▶ PROBLEM STATEMENT:
Your answer should be the lines below from the one holding "let params = table" through the one holding "let injval = injection.and_then(|inj|", copied exactly and with nothing else.

▶ AVAILABLE RECORDS:

━━━━━━

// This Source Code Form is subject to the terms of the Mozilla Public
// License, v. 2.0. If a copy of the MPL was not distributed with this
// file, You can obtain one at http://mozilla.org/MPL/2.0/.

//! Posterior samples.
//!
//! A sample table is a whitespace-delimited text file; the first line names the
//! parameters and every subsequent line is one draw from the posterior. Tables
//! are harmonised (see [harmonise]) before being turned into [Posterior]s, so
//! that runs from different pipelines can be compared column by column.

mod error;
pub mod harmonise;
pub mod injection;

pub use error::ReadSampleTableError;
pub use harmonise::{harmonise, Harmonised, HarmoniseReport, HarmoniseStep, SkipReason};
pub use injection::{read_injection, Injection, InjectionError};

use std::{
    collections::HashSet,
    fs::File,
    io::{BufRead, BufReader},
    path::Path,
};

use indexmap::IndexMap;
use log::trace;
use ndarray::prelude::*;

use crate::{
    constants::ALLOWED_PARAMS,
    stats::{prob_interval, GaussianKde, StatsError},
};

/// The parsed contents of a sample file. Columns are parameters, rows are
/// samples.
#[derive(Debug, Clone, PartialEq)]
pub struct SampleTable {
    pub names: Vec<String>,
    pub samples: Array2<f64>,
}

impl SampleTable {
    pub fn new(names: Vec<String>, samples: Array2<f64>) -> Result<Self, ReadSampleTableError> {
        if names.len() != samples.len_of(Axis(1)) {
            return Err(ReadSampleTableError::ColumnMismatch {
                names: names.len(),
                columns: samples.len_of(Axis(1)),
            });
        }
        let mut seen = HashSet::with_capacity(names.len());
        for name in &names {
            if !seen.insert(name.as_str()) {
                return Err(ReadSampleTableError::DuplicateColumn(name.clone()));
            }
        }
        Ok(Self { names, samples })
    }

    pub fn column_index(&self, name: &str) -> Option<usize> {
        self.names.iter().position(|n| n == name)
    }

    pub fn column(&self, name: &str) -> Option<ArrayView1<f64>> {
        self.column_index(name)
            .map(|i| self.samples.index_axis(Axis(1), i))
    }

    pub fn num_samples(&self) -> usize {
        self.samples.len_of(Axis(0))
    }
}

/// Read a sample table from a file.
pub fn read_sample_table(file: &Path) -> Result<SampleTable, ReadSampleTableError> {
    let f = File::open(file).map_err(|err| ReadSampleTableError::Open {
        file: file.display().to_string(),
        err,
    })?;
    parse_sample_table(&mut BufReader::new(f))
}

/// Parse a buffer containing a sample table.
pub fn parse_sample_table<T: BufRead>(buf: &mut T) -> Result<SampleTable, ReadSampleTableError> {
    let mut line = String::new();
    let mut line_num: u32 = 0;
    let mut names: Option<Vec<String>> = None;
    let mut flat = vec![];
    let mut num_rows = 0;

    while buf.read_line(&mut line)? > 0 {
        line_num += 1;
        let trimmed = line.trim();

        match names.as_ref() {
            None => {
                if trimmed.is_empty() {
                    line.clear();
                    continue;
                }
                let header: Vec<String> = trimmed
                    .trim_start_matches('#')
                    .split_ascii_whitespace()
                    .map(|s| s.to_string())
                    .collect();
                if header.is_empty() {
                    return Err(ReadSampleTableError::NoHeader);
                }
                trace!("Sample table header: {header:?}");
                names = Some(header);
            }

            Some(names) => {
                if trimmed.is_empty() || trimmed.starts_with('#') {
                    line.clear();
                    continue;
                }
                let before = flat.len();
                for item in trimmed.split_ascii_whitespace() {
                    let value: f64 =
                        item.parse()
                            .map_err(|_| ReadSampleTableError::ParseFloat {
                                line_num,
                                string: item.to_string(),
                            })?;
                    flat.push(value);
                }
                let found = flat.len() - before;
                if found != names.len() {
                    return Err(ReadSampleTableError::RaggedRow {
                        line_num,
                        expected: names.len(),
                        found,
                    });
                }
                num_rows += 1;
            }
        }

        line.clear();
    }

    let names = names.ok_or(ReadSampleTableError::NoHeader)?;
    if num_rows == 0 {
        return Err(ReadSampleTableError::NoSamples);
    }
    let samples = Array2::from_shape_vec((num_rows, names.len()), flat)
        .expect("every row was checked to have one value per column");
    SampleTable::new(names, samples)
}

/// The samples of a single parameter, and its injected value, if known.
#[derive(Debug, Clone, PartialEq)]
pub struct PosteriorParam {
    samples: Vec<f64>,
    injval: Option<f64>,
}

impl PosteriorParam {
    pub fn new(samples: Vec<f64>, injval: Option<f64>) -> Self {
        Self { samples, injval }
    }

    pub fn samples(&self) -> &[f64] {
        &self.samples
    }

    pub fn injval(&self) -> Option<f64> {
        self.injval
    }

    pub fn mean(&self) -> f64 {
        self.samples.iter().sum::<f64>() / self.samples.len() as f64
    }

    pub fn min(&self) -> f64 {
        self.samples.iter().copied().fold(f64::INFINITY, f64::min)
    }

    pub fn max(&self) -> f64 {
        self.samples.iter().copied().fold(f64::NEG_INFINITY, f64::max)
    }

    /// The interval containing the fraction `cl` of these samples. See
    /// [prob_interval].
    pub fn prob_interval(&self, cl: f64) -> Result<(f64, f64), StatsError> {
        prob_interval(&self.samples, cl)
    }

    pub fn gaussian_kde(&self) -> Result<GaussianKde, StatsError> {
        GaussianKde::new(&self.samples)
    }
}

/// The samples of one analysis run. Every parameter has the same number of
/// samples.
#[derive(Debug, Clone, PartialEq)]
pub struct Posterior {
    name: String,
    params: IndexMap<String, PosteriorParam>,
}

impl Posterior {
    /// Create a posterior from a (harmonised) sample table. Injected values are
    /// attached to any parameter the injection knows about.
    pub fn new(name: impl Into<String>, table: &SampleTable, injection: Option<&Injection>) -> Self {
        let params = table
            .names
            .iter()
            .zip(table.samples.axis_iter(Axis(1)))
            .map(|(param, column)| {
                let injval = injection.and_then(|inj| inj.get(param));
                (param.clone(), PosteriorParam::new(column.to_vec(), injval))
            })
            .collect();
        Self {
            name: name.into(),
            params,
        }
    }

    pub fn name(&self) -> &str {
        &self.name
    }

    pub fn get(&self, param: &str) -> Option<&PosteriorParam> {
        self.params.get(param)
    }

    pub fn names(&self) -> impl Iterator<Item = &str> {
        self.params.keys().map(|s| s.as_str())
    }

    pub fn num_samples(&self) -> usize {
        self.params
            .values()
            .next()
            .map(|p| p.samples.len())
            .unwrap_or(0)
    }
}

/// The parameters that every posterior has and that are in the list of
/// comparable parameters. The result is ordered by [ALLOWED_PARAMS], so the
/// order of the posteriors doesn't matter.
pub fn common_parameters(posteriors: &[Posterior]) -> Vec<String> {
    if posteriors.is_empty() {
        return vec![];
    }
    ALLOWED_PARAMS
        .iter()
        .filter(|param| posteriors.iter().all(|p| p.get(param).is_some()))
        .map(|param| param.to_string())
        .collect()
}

━━━━━━

▶ TASK RESULT:
        let params = table
            .names
            .iter()
            .zip(table.samples.axis_iter(Axis(1)))
            .map(|(param, column)| {
                let injval = injection.and_then(|inj| inj.get(param));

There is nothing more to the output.